- _Work task_
I need the records below retyped exactly.

- _Task material_
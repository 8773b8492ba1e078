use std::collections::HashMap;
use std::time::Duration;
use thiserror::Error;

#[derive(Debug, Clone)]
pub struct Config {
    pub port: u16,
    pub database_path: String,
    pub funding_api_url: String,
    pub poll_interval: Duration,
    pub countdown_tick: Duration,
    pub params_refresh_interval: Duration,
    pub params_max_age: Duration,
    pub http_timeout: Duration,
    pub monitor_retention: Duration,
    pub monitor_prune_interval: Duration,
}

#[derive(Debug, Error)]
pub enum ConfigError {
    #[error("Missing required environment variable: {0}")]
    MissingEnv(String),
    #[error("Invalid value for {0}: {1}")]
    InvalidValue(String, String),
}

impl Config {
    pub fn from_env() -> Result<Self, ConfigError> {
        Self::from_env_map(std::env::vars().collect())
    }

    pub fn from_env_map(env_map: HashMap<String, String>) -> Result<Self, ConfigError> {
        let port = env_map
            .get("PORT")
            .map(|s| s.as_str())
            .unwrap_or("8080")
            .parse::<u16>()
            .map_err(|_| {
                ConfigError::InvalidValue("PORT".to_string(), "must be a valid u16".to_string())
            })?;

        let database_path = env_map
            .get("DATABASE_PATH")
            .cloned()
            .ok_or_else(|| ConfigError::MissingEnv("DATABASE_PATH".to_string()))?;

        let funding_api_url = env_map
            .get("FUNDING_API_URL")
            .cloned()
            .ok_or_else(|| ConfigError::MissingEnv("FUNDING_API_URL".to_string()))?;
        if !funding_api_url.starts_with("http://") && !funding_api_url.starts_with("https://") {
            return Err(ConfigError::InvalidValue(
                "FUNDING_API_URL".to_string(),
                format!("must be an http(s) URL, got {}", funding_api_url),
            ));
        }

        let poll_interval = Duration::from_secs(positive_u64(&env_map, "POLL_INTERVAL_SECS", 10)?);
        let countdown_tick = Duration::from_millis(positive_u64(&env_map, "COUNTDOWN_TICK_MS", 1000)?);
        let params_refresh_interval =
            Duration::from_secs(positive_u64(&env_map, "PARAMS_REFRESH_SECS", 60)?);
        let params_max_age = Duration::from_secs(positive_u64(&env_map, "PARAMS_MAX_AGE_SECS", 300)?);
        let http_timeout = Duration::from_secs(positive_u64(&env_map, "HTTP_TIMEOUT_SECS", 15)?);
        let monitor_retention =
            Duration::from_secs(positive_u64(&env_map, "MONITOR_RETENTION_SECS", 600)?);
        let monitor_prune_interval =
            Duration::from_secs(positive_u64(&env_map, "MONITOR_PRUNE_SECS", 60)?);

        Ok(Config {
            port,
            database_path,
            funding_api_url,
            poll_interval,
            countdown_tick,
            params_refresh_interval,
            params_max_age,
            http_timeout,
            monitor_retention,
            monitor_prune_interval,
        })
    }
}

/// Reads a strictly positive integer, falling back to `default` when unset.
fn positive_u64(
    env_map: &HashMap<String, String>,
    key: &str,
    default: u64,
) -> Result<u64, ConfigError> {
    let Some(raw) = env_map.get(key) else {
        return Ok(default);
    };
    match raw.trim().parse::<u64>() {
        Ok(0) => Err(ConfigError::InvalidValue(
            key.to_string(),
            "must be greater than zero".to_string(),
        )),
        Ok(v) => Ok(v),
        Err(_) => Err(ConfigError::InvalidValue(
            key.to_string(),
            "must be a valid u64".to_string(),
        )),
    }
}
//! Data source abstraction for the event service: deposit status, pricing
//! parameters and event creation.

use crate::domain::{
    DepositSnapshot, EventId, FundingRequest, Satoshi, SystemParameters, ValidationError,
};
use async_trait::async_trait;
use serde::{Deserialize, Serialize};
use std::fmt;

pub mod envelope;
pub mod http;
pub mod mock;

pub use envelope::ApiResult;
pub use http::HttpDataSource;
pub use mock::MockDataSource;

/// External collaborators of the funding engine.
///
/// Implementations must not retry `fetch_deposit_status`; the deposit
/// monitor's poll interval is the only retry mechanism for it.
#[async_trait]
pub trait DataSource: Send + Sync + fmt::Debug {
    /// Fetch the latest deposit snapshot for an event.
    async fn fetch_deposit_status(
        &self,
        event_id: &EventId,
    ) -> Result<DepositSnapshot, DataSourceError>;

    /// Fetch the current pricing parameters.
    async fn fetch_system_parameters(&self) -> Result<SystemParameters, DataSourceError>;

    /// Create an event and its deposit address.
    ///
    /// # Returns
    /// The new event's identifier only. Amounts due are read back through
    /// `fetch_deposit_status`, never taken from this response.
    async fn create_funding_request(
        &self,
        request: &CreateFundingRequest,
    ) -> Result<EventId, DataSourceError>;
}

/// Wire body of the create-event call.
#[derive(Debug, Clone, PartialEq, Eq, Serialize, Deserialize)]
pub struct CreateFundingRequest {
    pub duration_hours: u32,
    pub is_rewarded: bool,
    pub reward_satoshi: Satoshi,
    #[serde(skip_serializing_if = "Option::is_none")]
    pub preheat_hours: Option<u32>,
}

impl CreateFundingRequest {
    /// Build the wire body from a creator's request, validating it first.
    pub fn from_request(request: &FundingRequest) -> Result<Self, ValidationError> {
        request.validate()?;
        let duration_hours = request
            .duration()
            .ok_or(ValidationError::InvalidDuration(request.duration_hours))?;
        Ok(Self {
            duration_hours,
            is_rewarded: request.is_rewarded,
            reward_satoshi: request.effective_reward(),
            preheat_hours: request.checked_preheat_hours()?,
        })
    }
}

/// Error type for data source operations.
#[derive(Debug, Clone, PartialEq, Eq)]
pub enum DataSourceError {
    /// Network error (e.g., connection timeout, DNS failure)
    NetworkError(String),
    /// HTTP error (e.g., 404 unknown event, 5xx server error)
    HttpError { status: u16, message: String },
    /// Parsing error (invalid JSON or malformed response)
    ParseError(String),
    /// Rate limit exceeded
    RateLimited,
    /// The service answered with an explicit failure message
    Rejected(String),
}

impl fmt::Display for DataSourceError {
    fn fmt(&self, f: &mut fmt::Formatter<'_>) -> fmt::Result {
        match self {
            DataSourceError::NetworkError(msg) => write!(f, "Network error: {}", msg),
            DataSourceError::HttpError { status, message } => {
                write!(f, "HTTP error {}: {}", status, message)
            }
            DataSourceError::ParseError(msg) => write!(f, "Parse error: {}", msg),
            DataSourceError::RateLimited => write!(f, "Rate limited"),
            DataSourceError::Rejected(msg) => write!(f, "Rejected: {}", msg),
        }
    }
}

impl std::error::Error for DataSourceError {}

- _Your solution_
repository 8773b8492ba1e078
use std::collections::HashMap;
use std::time::Duration;
use thiserror::Error;

#[derive(Debug, Clone)]
pub struct Config {
    pub port: u16,
    pub database_path: String,
    pub funding_api_url: String,
    pub poll_interval: Duration,
    pub countdown_tick: Duration,
    pub params_refresh_interval: Duration,
    pub params_max_age: Duration,
    pub http_timeout: Duration,
    pub monitor_retention: Duration,
    pub monitor_prune_interval: Duration,
}

#[derive(Debug, Error)]
pub enum ConfigError {
    #[error("Missing required environment variable: {0}")]
    MissingEnv(String),
    #[error("Invalid value for {0}: {1}")]
    InvalidValue(String, String),
}

impl Config {
    pub fn from_env() -> Result<Self, ConfigError> {
        Self::from_env_map(std::env::vars().collect())
    }

    pub fn from_env_map(env_map: HashMap<String, String>) -> Result<Self, ConfigError> {
        let port = env_map
            .get("PORT")
            .map(|s| s.as_str())
            .unwrap_or("8080")
            .parse::<u16>()
            .map_err(|_| {
                ConfigError::InvalidValue("PORT".to_string(), "must be a valid u16".to_string())
            })?;

        let database_path = env_map
            .get("DATABASE_PATH")
            .cloned()
            .ok_or_else(|| ConfigError::MissingEnv("DATABASE_PATH".to_string()))?;

        let funding_api_url = env_map
            .get("FUNDING_API_URL")
            .cloned()
            .ok_or_else(|| ConfigError::MissingEnv("FUNDING_API_URL".to_string()))?;
        if !funding_api_url.starts_with("http://") && !funding_api_url.starts_with("https://") {
            return Err(ConfigError::InvalidValue(
                "FUNDING_API_URL".to_string(),
                format!("must be an http(s) URL, got {}", funding_api_url),
            ));
        }

        let poll_interval = Duration::from_secs(positive_u64(&env_map, "POLL_INTERVAL_SECS", 10)?);
        let countdown_tick = Duration::from_millis(positive_u64(&env_map, "COUNTDOWN_TICK_MS", 1000)?);
        let params_refresh_interval =
            Duration::from_secs(positive_u64(&env_map, "PARAMS_REFRESH_SECS", 60)?);
        let params_max_age = Duration::from_secs(positive_u64(&env_map, "PARAMS_MAX_AGE_SECS", 300)?);
        let http_timeout = Duration::from_secs(positive_u64(&env_map, "HTTP_TIMEOUT_SECS", 15)?);
        let monitor_retention =
            Duration::from_secs(positive_u64(&env_map, "MONITOR_RETENTION_SECS", 600)?);
        let monitor_prune_interval =
            Duration::from_secs(positive_u64(&env_map, "MONITOR_PRUNE_SECS", 60)?);

        Ok(Config {
            port,
            database_path,
            funding_api_url,
            poll_interval,
            countdown_tick,
            params_refresh_interval,
            params_max_age,
            http_timeout,
            monitor_retention,
            monitor_prune_interval,
        })
    }
}

/// Reads a strictly positive integer, falling back to `default` when unset.
fn positive_u64(
    env_map: &HashMap<String, String>,
    key: &str,
    default: u64,
) -> Result<u64, ConfigError> {
    let Some(raw) = env_map.get(key) else {
        return Ok(default);
    };
    match raw.trim().parse::<u64>() {
        Ok(0) => Err(ConfigError::InvalidValue(
            key.to_string(),
            "must be greater than zero".to_string(),
        )),
        Ok(v) => Ok(v),
        Err(_) => Err(ConfigError::InvalidValue(
            key.to_string(),
            "must be a valid u64".to_string(),
        )),
    }
}
//! Data source abstraction for the event service: deposit status, pricing
//! parameters and event creation.

use crate::domain::{
    DepositSnapshot, EventId, FundingRequest, Satoshi, SystemParameters, ValidationError,
};
use async_trait::async_trait;
use serde::{Deserialize, Serialize};
use std::fmt;

pub mod envelope;
pub mod http;
pub mod mock;

pub use envelope::ApiResult;
pub use http::HttpDataSource;
pub use mock::MockDataSource;

/// External collaborators of the funding engine.
///
/// Implementations must not retry `fetch_deposit_status`; the deposit
/// monitor's poll interval is the only retry mechanism for it.
#[async_trait]
pub trait DataSource: Send + Sync + fmt::Debug {
    /// Fetch the latest deposit snapshot for an event.
    async fn fetch_deposit_status(
        &self,
        event_id: &EventId,
    ) -> Result<DepositSnapshot, DataSourceError>;

    /// Fetch the current pricing parameters.
    async fn fetch_system_parameters(&self) -> Result<SystemParameters, DataSourceError>;

    /// Create an event and its deposit address.
    ///
    /// # Returns
    /// The new event's identifier only. Amounts due are read back through
    /// `fetch_deposit_status`, never taken from this response.
    async fn create_funding_request(
        &self,
        request: &CreateFundingRequest,
    ) -> Result<EventId, DataSourceError>;
}

/// Wire body of the create-event call.
#[derive(Debug, Clone, PartialEq, Eq, Serialize, Deserialize)]
pub struct CreateFundingRequest {
    pub duration_hours: u32,
    pub is_rewarded: bool,
    pub reward_satoshi: Satoshi,
    #[serde(skip_serializing_if = "Option::is_none")]
    pub preheat_hours: Option<u32>,
}

impl CreateFundingRequest {
    /// Build the wire body from a creator's request, validating it first.
    pub fn from_request(request: &FundingRequest) -> Result<Self, ValidationError> {
        request.validate()?;
        let duration_hours = request
            .duration()
            .ok_or(ValidationError::InvalidDuration(request.duration_hours))?;
        Ok(Self {
            duration_hours,
            is_rewarded: request.is_rewarded,
            reward_satoshi: request.effective_reward(),
            preheat_hours: request.checked_preheat_hours()?,
        })
    }
}

/// Error type for data source operations.
#[derive(Debug, Clone, PartialEq, Eq)]
pub enum DataSourceError {
    /// Network error (e.g., connection timeout, DNS failure)
    NetworkError(String),
    /// HTTP error (e.g., 404 unknown event, 5xx server error)
    HttpError { status: u16, message: String },
    /// Parsing error (invalid JSON or malformed response)
    ParseError(String),
    /// Rate limit exceeded
    RateLimited,
    /// The service answered with an explicit failure message
    Rejected(String),
}

impl fmt::Display for DataSourceError {
    fn fmt(&self, f: &mut fmt::Formatter<'_>) -> fmt::Result {
        match self {
            DataSourceError::NetworkError(msg) => write!(f, "Network error: {}", msg),
            DataSourceError::HttpError { status, message } => {
                write!(f, "HTTP error {}: {}", status, message)
            }
            DataSourceError::ParseError(msg) => write!(f, "Parse error: {}", msg),
            DataSourceError::RateLimited => write!(f, "Rate limited"),
            DataSourceError::Rejected(msg) => write!(f, "Rejected: {}", msg),
        }
    }
}

impl std::error::Error for DataSourceError {}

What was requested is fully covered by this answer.